ExecutionConfig.jsonJSON
{
  "observed_effect": "High latency in checkout service",
  "potential_causes": [
    "Database connection pooling",
    "Recent deployment of Auth module",
    "Network congestion"
  ],
  "evidence_sources": ["logs/checkout/*.log"],
  "input_files": ["src/services/AuthService.kt"],
  "build_causal_graph": true
}
Session UI OutputRendered

Causal Analysis Results

Root Cause: Auth Module Token Validation

graph TD
Auth_Deploy -->|Increased CPU| Latency
DB_Pool -.->|Correlation| Latency
Confounder[Traffic Spike] --> Auth_Deploy
  • Mechanism: Synchronous crypto calls blocking event loop
  • Confidence: High (85%)

Test Workspace Browser

Explore actual analysis artifacts and Mermaid diagrams generated by the CausalInferenceTask.

Configuration Parameters

FieldTypeDescription
observed_effect * String The observed effect or outcome to explain (e.g., a bug or performance drop).
potential_causes List<String> Specific hypotheses to investigate.

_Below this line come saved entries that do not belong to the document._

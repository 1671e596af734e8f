//! Canonical JSON mínimo: claves de objetos ordenadas, sin espacios.
//! Dos `Value` semánticamente iguales producen exactamente el mismo texto.

use serde_json::Value;
use std::collections::BTreeMap;

pub fn to_canonical_json(value: &Value) -> String {
    match value {
        Value::Null => "null".to_string(),
        Value::Bool(b) => b.to_string(),
        Value::Number(n) => n.to_string(),
        // Display de Value::String ya produce el literal JSON escapado.
        Value::String(_) => value.to_string(),
        Value::Array(arr) => {
            let items: Vec<String> = arr.iter().map(to_canonical_json).collect();
            format!("[{}]", items.join(","))
        }
        Value::Object(map) => {
            let tree: BTreeMap<&String, String> = map.iter().map(|(k, v)| (k, to_canonical_json(v))).collect();
            let items: Vec<String> = tree.into_iter()
                                         .map(|(k, v)| format!("{}:{}", Value::String(k.clone()), v))
                                         .collect();
            format!("{{{}}}", items.join(","))
        }
    }
}
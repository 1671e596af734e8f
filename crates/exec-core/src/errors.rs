//! Errores del core.
//!
//! Todos son `Clone + PartialEq` para poder viajar dentro de
//! `Outcome::Failed` y compararse en tests.

use serde::{Deserialize, Serialize};
use thiserror::Error;

/// Fallo al tomar un snapshot de un valor o de un conjunto de archivos.
#[derive(Debug, Error, PartialEq, Eq, Clone, Serialize, Deserialize)]
pub enum SnapshotError {
    #[error("cannot read '{path}': {message}")] Io { path: String, message: String },
    #[error("cannot serialize value: {0}")] Serialize(String),
    #[error("path is not valid UTF-8: '{0}'")] NonUtf8Path(String),
}

impl SnapshotError {
    pub(crate) fn io(path: &std::path::Path, err: &std::io::Error) -> Self {
        Self::Io { path: path.display().to_string(),
                   message: err.to_string() }
    }
}

/// Fallo del store de historial. Nunca se propaga como fallo del pipeline en
/// lecturas: `History::load` lo degrada a "sin historial".
#[derive(Debug, Error, PartialEq, Eq, Clone, Serialize, Deserialize)]
pub enum HistoryError {
    #[error("history store unavailable: {0}")] Unavailable(String),
    #[error("corrupt history record: {0}")] Corrupt(String),
    #[error("incompatible history format (expected {expected}, found {found})")]
    IncompatibleFormat { expected: u32, found: u32 },
}

/// Fallo reportado por una unidad de trabajo al ejecutarse.
#[derive(Debug, Error, PartialEq, Eq, Clone, Serialize, Deserialize)]
#[error("{message}")]
pub struct WorkError {
    pub message: String,
}

impl WorkError {
    pub fn new(message: impl Into<String>) -> Self {
        Self { message: message.into() }
    }
}

/// Causa de un `Outcome::Failed`.
#[derive(Debug, Error, PartialEq, Eq, Clone, Serialize, Deserialize)]
pub enum ExecutionError {
    #[error("fingerprinting failed: {0}")] Fingerprinting(#[from] SnapshotError),
    #[error("execution failed: {0}")] Work(#[from] WorkError),
}
use std::error::Error;
use std::fs;
use std::path::Path;
use std::sync::Arc;

use buildexec::demo::{count_failures, ConcatWork};
use exec_core::{ExecutionPipeline, ExecutionRequestContext, History, UnitOfWork};
use exec_persistence::{FileHistoryStore, HistoryConfig};
use log::{error, info};

fn init_logging() {
    let filter = tracing_subscriber::EnvFilter::try_from_default_env()
        .unwrap_or_else(|_| tracing_subscriber::EnvFilter::new("info"));
    let _ = tracing_subscriber::fmt().with_env_filter(filter).with_target(false).try_init();
}

/// Tres unidades independientes sobre `workdir`.
fn works(workdir: &Path) -> Vec<Arc<dyn UnitOfWork>> {
    (1..=3).map(|i| {
               let work = ConcatWork::new(format!("concat-{i}"),
                                          vec![workdir.join("a.txt"), workdir.join(format!("part-{i}.txt"))],
                                          workdir.join("out").join(format!("joined-{i}.txt")));
               Arc::new(work.with_header(format!("# joined {i}\n"))) as Arc<dyn UnitOfWork>
           })
           .collect()
}

fn run_all(pipeline: &ExecutionPipeline, works: &[Arc<dyn UnitOfWork>], label: &str) -> usize {
    info!("--- {label} ---");
    count_failures(pipeline, works)
}

fn main() -> Result<(), Box<dyn Error>> {
    init_logging();
    let config = HistoryConfig::from_env();
    let workdir = config.dir.parent().unwrap_or_else(|| Path::new(".")).join("demo");
    fs::create_dir_all(&workdir)?;
    fs::write(workdir.join("a.txt"), "shared\n")?;
    for i in 1..=3 {
        fs::write(workdir.join(format!("part-{i}.txt")), format!("part {i}\n"))?;
    }
    info!("history in {}, demo files in {}", config.dir.display(), workdir.display());

    let pipeline = ExecutionPipeline::with_history(History::new(FileHistoryStore::from_config(&config)));
    let works = works(&workdir);

    let mut failed = run_all(&pipeline, &works, "first run");
    failed += run_all(&pipeline, &works, "second run (nothing changed)");

    fs::write(workdir.join("part-2.txt"), "part 2, edited\n")?;
    failed += run_all(&pipeline, &works, "third run (part-2 edited)");

    let forced = ExecutionRequestContext::new(works[0].clone()).with_rebuild_reason("forced by demo");
    let result = pipeline.execute(forced);
    info!("forced rebuild of {}: history stored = {}", result.unique_id, result.history_stored);
    if result.outcome.is_failed() {
        failed += 1;
    }

    if failed > 0 {
        error!("{failed} unit(s) of work failed");
        return Err(format!("{failed} unit(s) of work failed").into());
    }
    Ok(())
}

If empty, the agent identifies causes from evidence.
evidence_sources List<String> Glob patterns for logs, metrics, or data files to be used as evidence.
input_files List<String> Specific files or patterns (e.g. **/*.kt) to be examined as primary input.
related_files List<String> Additional files for context that are not primary evidence but relevant.
build_causal_graph Boolean Whether to generate a Mermaid-based visualization of the causal chain. Default: true.
identify_confounders Boolean Whether to explicitly look for variables that create spurious correlations. Default: true.